Lightweight mirrorless cameras need accessories to match. Expert mirrorless photographer David Cleland opens up his kit bag and gives us some tips on what to carry…
Fujinon 35mm, ISO 200, 1/220, f/1.8. All images by David Cleland
If you have just invested in your first mirrorless camera you may find you are embarking on a journey of lightweight, liberating, portable photography.
Whether this is your first camera or you have moved to mirrorless from a DSLR, you are probably taking a fresh look at your accessories with the focus on travelling light. Here’s what I think you’re best off carrying.
A good bag
Billingham Hadley Pro Original
Camera bags are a strange phenomenon, and many photographers I know have at least two bags in their collection. I think camera bags are the most often rotated and replaced camera accessory in anyone’s list – they all offer different functions and what works for hiking doesn’t necessarily work for street photography.
Think hard about what you need and balance fashion with function.

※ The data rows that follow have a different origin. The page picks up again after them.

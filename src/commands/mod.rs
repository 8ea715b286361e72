//! Built-in commands.
//!
//! Each submodule holds a group of related handlers; [`register_builtins`]
//! installs them all into a registry at startup.

pub mod chat;
pub mod clipboard;
pub mod console;
pub mod control;
pub mod echo;
pub mod script;
pub mod shell;
pub mod variables;

use std::sync::Arc;

use crate::engine::registry::CommandRegistry;
use crate::error::Result;

/// Registers every built-in command.
///
/// `help` goes in last with a snapshot of the other entries' metadata.
pub fn register_builtins(registry: &mut CommandRegistry) -> Result<()> {
    registry.register(Arc::new(variables::SetCommand))?;
    registry.register(Arc::new(variables::GetCommand))?;
    registry.register(Arc::new(variables::UnsetCommand))?;
    registry.register(Arc::new(variables::VarsCommand))?;
    registry.register(Arc::new(echo::EchoCommand))?;
    registry.register(Arc::new(shell::BashCommand))?;
    registry.register(Arc::new(control::TryCommand))?;
    registry.register(Arc::new(control::SilentCommand))?;
    registry.register(Arc::new(control::IfCommand))?;
    registry.register(Arc::new(script::ScriptCommand))?;
    registry.register(Arc::new(chat::SendCommand))?;
    registry.register(Arc::new(chat::ClearCommand))?;
    registry.register(Arc::new(clipboard::CopyCommand))?;
    registry.register(Arc::new(clipboard::PasteCommand))?;
    registry.register(Arc::new(console::ExitCommand::named("exit")))?;
    registry.register(Arc::new(console::ExitCommand::named("quit")))?;

    let entries: Vec<_> = registry
        .handlers()
        .iter()
        .map(|h| (h.name(), h.help()))
        .collect();
    registry.register(Arc::new(console::HelpCommand::new(entries)))?;
    Ok(())
}
//! Mock LLM client for testing.
//!
//! Provides deterministic responses based on input patterns.

use async_trait::async_trait;
use futures::stream::{self, BoxStream};
use futures::StreamExt;

use crate::error::Result;
use crate::llm::types::{Message, Role};
use crate::llm::LlmClient;

/// Mock LLM client that returns canned responses based on input patterns.
///
/// Used for unit testing without making real API calls, and available
/// at runtime via the `mock` provider so scripts can be exercised offline.
#[derive(Debug, Clone, Default)]
pub struct MockLlmClient {
    /// Custom response mappings (pattern -> response).
    custom_responses: Vec<(String, String)>,
}

impl MockLlmClient {
    /// Creates a new mock client with default responses.
    pub fn new() -> Self {
        Self::default()
    }

    /// Adds a custom response mapping.
    ///
    /// When the input contains `pattern`, the mock will return `response`.
    pub fn with_response(
        mut self,
        pattern: impl Into<String>,
        response: impl Into<String>,
    ) -> Self {
        self.custom_responses
            .push((pattern.into(), response.into()));
        self
    }

    /// Generates a mock response based on the input.
    fn mock_response(&self, input: &str) -> String {
        let input_lower = input.to_lowercase();

        // Check custom responses first
        for (pattern, response) in &self.custom_responses {
            if input_lower.contains(&pattern.to_lowercase()) {
                return response.clone();
            }
        }

        if input.is_empty() {
            return "Hello! What would you like to talk about?".to_string();
        }

        if input_lower.contains("hello") {
            return "Hello! How can I help you today?".to_string();
        }

        format!("You said: {}", input)
    }

    /// Extracts the last user message content from a message list.
    fn extract_user_input(messages: &[Message]) -> String {
        messages
            .iter()
            .rev()
            .find(|m| m.role == Role::User)
            .map(|m| m.content.clone())
            .unwrap_or_default()
    }
}

#[async_trait]
impl LlmClient for MockLlmClient {
    async fn complete(&self, messages: &[Message]) -> Result<String> {
        let input = Self::extract_user_input(messages);
        Ok(self.mock_response(&input))
    }

    async fn complete_stream(
        &self,
        messages: &[Message],
    ) -> Result<BoxStream<'static, Result<String>>> {
        let response = self.complete(messages).await?;

        // Simulate streaming by yielding chunks
        let chunks: Vec<String> = response
            .chars()
            .collect::<Vec<_>>()
            .chunks(10)
            .map(|c| c.iter().collect())
            .collect();

        let stream = stream::iter(chunks.into_iter().map(Ok));
        Ok(stream.boxed())
    }
}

Do your homework – if you are a walker you might find a backpack bag is the ideal, whereas a messenger bag may be preferable for everyday work. My tip is to make sure there is enough room for your non-camera equipment: phones, wallets, waterproof trousers, food, etc. A quality bag is a worthwhile investment and will last a lifetime.
Batteries in a mirrorless camera system by their very portable nature are small, and you may find you get fewer exposures per charge than with a DSLR. I personally hate having to think about the battery meter so I pack three batteries for each shoot, one in the camera and two fully charged spares in the bag. I have one pocket in my bag for charged batteries and another especially for depleted packs. I habitually stick with the official branded batteries or alternative brands purchased from reputable dealers such as WEX.
A good, lightweight tripod
My advice is to avoid cheap plastic tripods. Although an aluminium or carbon fibre tripod may feel expensive at the time, a few years down the line it will still be holding your camera steady in the extremes.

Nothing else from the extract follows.